На станции Валки стоят длинные эшелоны с мукой, зерном, солью. У товарных платформ толпятся трофейные машины. Их не успели даже сжечь. Бензин в баках. Садись и поезжай.

Под вечер, притушив фары, мы подъехали к северному пригороду Полтавы. Бой в разгаре. Огонь обеих сторон жесток, обстановка настолько неясная, что мы, прежде чем двигаться дальше, решили заехать на командный пункт гвардейской дивизии.

В земляной норе, вырытой в песчаном холме, начальник оперативного отдела, бледный и сердитый майор, коротко, но толково рассказал об обстановке. Дивизия, захватив восточный пригород Полтавы, прорвалась к реке и завязала бой за переправу. Соседи справа и слева уже переправились через Ворсклу южнее и севернее города. Сейчас зажимают противника в клещи.

Оккупанты сопротивляются.

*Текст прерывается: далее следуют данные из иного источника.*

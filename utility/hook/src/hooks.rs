use std::{
  any::{Any, TypeId},
  hash::BuildHasherDefault,
  panic::Location,
};

use bumpalo::Bump;
use hashbrown::HashMap;
use rustc_hash::FxHasher;

type ScopeMap<V> = HashMap<Location<'static>, V, BuildHasherDefault<FxHasher>>;

/// # Safety
///
/// The implementor must hand out the same [`FunctionMemory`] for the whole
/// execution of a render, and must not reset or drop it while any state
/// reference returned from [`HooksCxLike::use_plain_state`] is alive.
pub unsafe trait HooksCxLike: Sized {
  fn memory_mut(&mut self) -> &mut FunctionMemory;
  fn memory_ref(&self) -> &FunctionMemory;

  fn execute<R>(&mut self, f: impl FnOnce(&mut Self) -> R, rollback: bool) -> R {
    let start_cursor = self.memory_ref().current_cursor;
    let recorded = self.memory_ref().state_count();
    let r = f(self);

    let memory = self.memory_mut();
    if memory.hook_count_changed(recorded) {
      log::warn!(
        "hook count changed between renders: {} states recorded, {} visited",
        recorded,
        memory.current_cursor - start_cursor
      );
    }
    if rollback {
      memory.current_cursor = start_cursor;
    }

    memory.created = true;
    r
  }

  #[track_caller]
  fn raw_scope<R>(&mut self, f: impl FnOnce(&mut Self) -> R) -> R {
    let sub_memory = self.memory_mut().sub_function() as *mut _;

    unsafe {
      core::ptr::swap(self.memory_mut(), sub_memory);
      let r = f(self);
      core::ptr::swap(self.memory_mut(), sub_memory);
      r
    }
  }

  /// run `f` with its own memory keyed by the caller location. the memory is kept
  /// as long as the scope is visited in every committed render.
  #[track_caller]
  fn scope<R>(&mut self, f: impl FnOnce(&mut Self) -> R) -> R {
    self.raw_scope(|cx| cx.execute(|cx| f(cx), true))
  }

  fn use_plain_state<T: 'static>(&mut self, f: impl FnOnce() -> T) -> (&mut Self, &mut T) {
    let state = self.memory_mut().expect_state_init(f) as *mut T;
    // the state is allocated in the bump arena, its address is stable until the memory drops.
    (self, unsafe { &mut *state })
  }

  fn use_plain_state_default<T: 'static + Default>(&mut self) -> (&mut Self, &mut T) {
    self.use_plain_state(Default::default)
  }
  fn use_plain_state_default_cloned<T: 'static + Default + Clone>(&mut self) -> (&mut Self, T) {
    let (cx, r) = self.use_plain_state::<T>(Default::default);
    (cx, r.clone())
  }

  /// the value is recomputed only when `deps` differs from the one of the last render
  fn use_memo<D: PartialEq + 'static, T: 'static>(
    &mut self,
    deps: D,
    f: impl FnOnce(&D) -> T,
  ) -> (&mut Self, &mut T) {
    let (cx, slot) = self.use_plain_state::<Option<(D, T)>>(|| None);

    let stale = !matches!(slot, Some((previous, _)) if *previous == deps);
    if stale {
      *slot = None;
    }

    let (_, value) = slot.get_or_insert_with(|| {
      let value = f(&deps);
      (deps, value)
    });
    (cx, value)
  }

  /// created in the first render and never recomputed
  fn use_memo_once<T: 'static>(&mut self, f: impl FnOnce() -> T) -> (&mut Self, &mut T) {
    self.use_memo((), |_| f())
  }
}

struct FunctionMemoryState {
  ptr: *mut (),
  type_id: TypeId,
  type_name: &'static str,
  drop_fn: unsafe fn(*mut ()),
}

unsafe fn drop_state<T>(ptr: *mut ()) {
  core::ptr::drop_in_place(ptr as *mut T)
}

/// Hook states of one function (component instance), in call order.
#[derive(Default)]
pub struct FunctionMemory {
  pub created: bool,
  states: Bump,
  states_meta: Vec<FunctionMemoryState>,
  pub current_cursor: usize,
  sub_functions: ScopeMap<Self>,
  sub_functions_next: ScopeMap<Self>,
}

impl FunctionMemory {
  pub fn state_count(&self) -> usize {
    self.states_meta.len()
  }

  /// after a render, whether it visited a different number of states than the
  /// `recorded` ones existing before it. the first render records, never drifts.
  pub fn hook_count_changed(&self, recorded: usize) -> bool {
    self.created && self.current_cursor != recorded
  }

  pub fn expect_state_init<T: Any>(&mut self, init: impl FnOnce() -> T) -> &mut T {
    if self.states_meta.len() == self.current_cursor {
      let init = self.states.alloc_with(init);

      #[cfg(debug_assertions)]
      let type_name = std::any::type_name::<T>();

      #[cfg(not(debug_assertions))]
      let type_name = "";

      self.states_meta.push(FunctionMemoryState {
        ptr: init as *mut T as *mut (),
        type_id: TypeId::of::<T>(),
        type_name,
        drop_fn: drop_state::<T>,
      });
    }
    let FunctionMemoryState {
      type_id,
      ptr,
      type_name,
      ..
    } = &self.states_meta[self.current_cursor];
    let ptr = *ptr;

    if *type_id != TypeId::of::<T>() {
      log::error!(
        "hook state type mismatch at slot {}, expect: {}, stored: {}",
        self.current_cursor,
        std::any::type_name::<T>(),
        type_name
      );
      panic!("type_miss_match");
    }

    self.current_cursor += 1;
    unsafe { &mut *(ptr as *mut T) }
  }

  #[track_caller]
  pub fn sub_function(&mut self) -> &mut Self {
    let location = Location::caller();
    if let Some(previous_memory) = self.sub_functions.remove(location) {
      self
        .sub_functions_next
        .entry(*location)
        .or_insert(previous_memory)
    } else {
      self.sub_functions_next.entry(*location).or_default()
    }
  }

  pub fn sub_function_count(&self) -> usize {
    self.sub_functions.len()
  }

  /// called when a render is committed. sub functions not visited in that
  /// render are dropped with their states.
  pub fn flush(&mut self) {
    self.sub_functions.clear();
    std::mem::swap(&mut self.sub_functions, &mut self.sub_functions_next);
    for sub_function in self.sub_functions.values_mut() {
      sub_function.flush();
    }
  }

  /// called when a render is discarded, restore the visited sub functions
  /// so the next render finds them again.
  pub fn abandon(&mut self) {
    for (location, mut sub_function) in self.sub_functions_next.drain() {
      sub_function.abandon();
      self.sub_functions.insert(location, sub_function);
    }
    self.current_cursor = 0;
  }
}

impl Drop for FunctionMemory {
  fn drop(&mut self) {
    // bump never runs destructors, states are dropped here in creation order
    for meta in self.states_meta.drain(..) {
      unsafe { (meta.drop_fn)(meta.ptr) }
    }
  }
}

#[test]
fn test_plain_state_persist() {
  struct Cx<'a>(&'a mut FunctionMemory);
  unsafe impl HooksCxLike for Cx<'_> {
    fn memory_mut(&mut self) -> &mut FunctionMemory {
      self.0
    }
    fn memory_ref(&self) -> &FunctionMemory {
      self.0
    }
  }

  let mut memory = FunctionMemory::default();

  let run = |memory: &mut FunctionMemory| {
    let mut cx = Cx(memory);
    cx.execute(
      |cx| {
        let (cx, counter) = cx.use_plain_state(|| 0_u32);
        *counter += 1;
        let counter = *counter;
        let (_, name) = cx.use_plain_state(|| String::from("a"));
        name.push('b');
        (counter, name.clone())
      },
      true,
    )
  };

  assert_eq!(run(&mut memory), (1, String::from("ab")));
  assert_eq!(run(&mut memory), (2, String::from("abb")));
  assert_eq!(memory.state_count(), 2);
  assert_eq!(memory.current_cursor, 0);
}

#[test]
fn test_default_state_persist() {
  struct Cx<'a>(&'a mut FunctionMemory);
  unsafe impl HooksCxLike for Cx<'_> {
    fn memory_mut(&mut self) -> &mut FunctionMemory {
      self.0
    }
    fn memory_ref(&self) -> &FunctionMemory {
      self.0
    }
  }

  let mut memory = FunctionMemory::default();
  let run = |memory: &mut FunctionMemory| {
    Cx(memory).execute(
      |cx| {
        let (cx, items) = cx.use_plain_state_default::<Vec<u32>>();
        items.push(items.len() as u32);
        let len = items.len();
        let (_, snapshot) = cx.use_plain_state_default_cloned::<Vec<u32>>();
        (len, snapshot)
      },
      true,
    )
  };

  assert_eq!(run(&mut memory), (1, Vec::new()));
  assert_eq!(run(&mut memory), (2, Vec::new()));
  assert_eq!(run(&mut memory), (3, Vec::new()));
}

#[test]
fn test_hook_count_drift() {
  let mut memory = FunctionMemory::default();
  memory.expect_state_init(|| 0_u32);
  assert!(!memory.hook_count_changed(0));
  memory.created = true;
  memory.current_cursor = 0;

  // same hooks
  memory.expect_state_init(|| 0_u32);
  assert!(!memory.hook_count_changed(1));
  memory.current_cursor = 0;

  // one more hook appended at the end
  memory.expect_state_init(|| 0_u32);
  memory.expect_state_init(|| 0_u32);
  assert!(memory.hook_count_changed(1));
  memory.current_cursor = 0;

  // fewer hooks
  memory.expect_state_init(|| 0_u32);
  assert!(memory.hook_count_changed(2));
}

#[test]
fn test_memo_recompute_on_deps_change() {
  struct Cx<'a>(&'a mut FunctionMemory);
  unsafe impl HooksCxLike for Cx<'_> {
    fn memory_mut(&mut self) -> &mut FunctionMemory {
      self.0
    }
    fn memory_ref(&self) -> &FunctionMemory {
      self.0
    }
  }

  let mut memory = FunctionMemory::default();
  let mut computed = 0;

  let run = |memory: &mut FunctionMemory, deps: u32, computed: &mut u32| {
    Cx(memory).execute(
      |cx| {
        let (cx, v) = cx.use_memo(deps, |d| {
          *computed += 1;
          d * 2
        });
        let v = *v;
        let (_, once) = cx.use_memo_once(|| deps);
        (v, *once)
      },
      true,
    )
  };

  assert_eq!(run(&mut memory, 1, &mut computed), (2, 1));
  assert_eq!(run(&mut memory, 1, &mut computed), (2, 1));
  assert_eq!(computed, 1);
  assert_eq!(run(&mut memory, 3, &mut computed), (6, 1));
  assert_eq!(computed, 2);
}

#[test]
fn test_states_dropped_with_memory() {
  use std::rc::Rc;

  let tracker = Rc::new(());
  {
    let mut memory = FunctionMemory::default();
    let held = memory.expect_state_init(|| tracker.clone());
    assert_eq!(Rc::strong_count(held), 2);
  }
  assert_eq!(Rc::strong_count(&tracker), 1);
}

#[test]
#[should_panic(expected = "type_miss_match")]
fn test_hook_order_violation_panics() {
  let mut memory = FunctionMemory::default();
  memory.expect_state_init(|| 1_u32);
  memory.current_cursor = 0;
  memory.expect_state_init(|| 1_f32);
}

Их батареи засыпают снарядами подступы к переправам, а танковые группы, непрерывно бросаясь в новые и новые атаки, стараются отбить концы протянувшихся через Ворсклу клещей.

Неожиданно майор опустил голову на карту и через мгновение крепко спал, не успев ответить на наши вопросы. Мы вышли из землянки. Ночь была на исходе. В предрассветных сумерках менее яркими казались вспышки выстрелов и разрывов, походившие на те осенние зарницы, что, по народному преданию, «вызоривают» поспевающие овсы. И вдруг повеяло чем-то родным, напоминающим детство. Не сразу понял я, откуда взялось это ощущение, но, вдохнув поглубже, догадался — сосны.

Сосны глухо шумели вершинами. Их стволы при свете луны казались медными. Вершины наклонялись друг к другу, будто бы перешептывались. Сколько времени я не видел этого дерева моих родных краев!

Я сел на песчаный холмик, и сейчас же два голоса, доносившиеся из ночной тьмы, привлекли внимание. Один, низкий, хрипловатый, взволнованно говорил:

— А ей-богу, товарищ майор, он, генерал Конев! Провалиться мне вот здесь — Конев! Я его вот так, как вас, видел. Как только он пришел к нам, на батарею, сразу и заметил — высокий, плотный такой, в плаще. За ним автоматчики. Ну, думаю, не иначе большое начальство. И, как полагается, рубаю: так и так, батарея легких минометов под командованием старшего сержанта Кулакова ведет огонь по позициям противника; убит командир батареи лейтенант Савушкин и трое бойцов, ранено четыре. Принял командование на себя. Он спрашивает: «Где цель, как противник?» Я ему все выкладываю по порядку. Он говорит: «Молодец, Кулаков, спасибо за службу…» Вот, ей-богу, так и сказал: «Спасибо за службу». А немец тем временем по нашему холмику опять снарядами плевать начал. Рвутся они, а он, Конев-то, и глазом не ведет. Офицеры там с ним были, засуетились. Генерал один говорит: «Товарищ командующий, пойдемте!» Так и так, тут, дескать, небезопасно. А он без внимания, спрашивает меня: давно ли служу, воевал ли в империалистическую? Тут снарядишко один возле хлопнул, песком по нем полыхнуло. Ну говорит он мне: «Прощай, солдат!» — и руку подал. «Смотри, — говорит, — стреляй лучше». Я что ж: «Рад, — говорю, — стараться!» Ну он и ушел. И заметил я — с лица спокойный; шаг ровный такой, словно бы по улице гулял.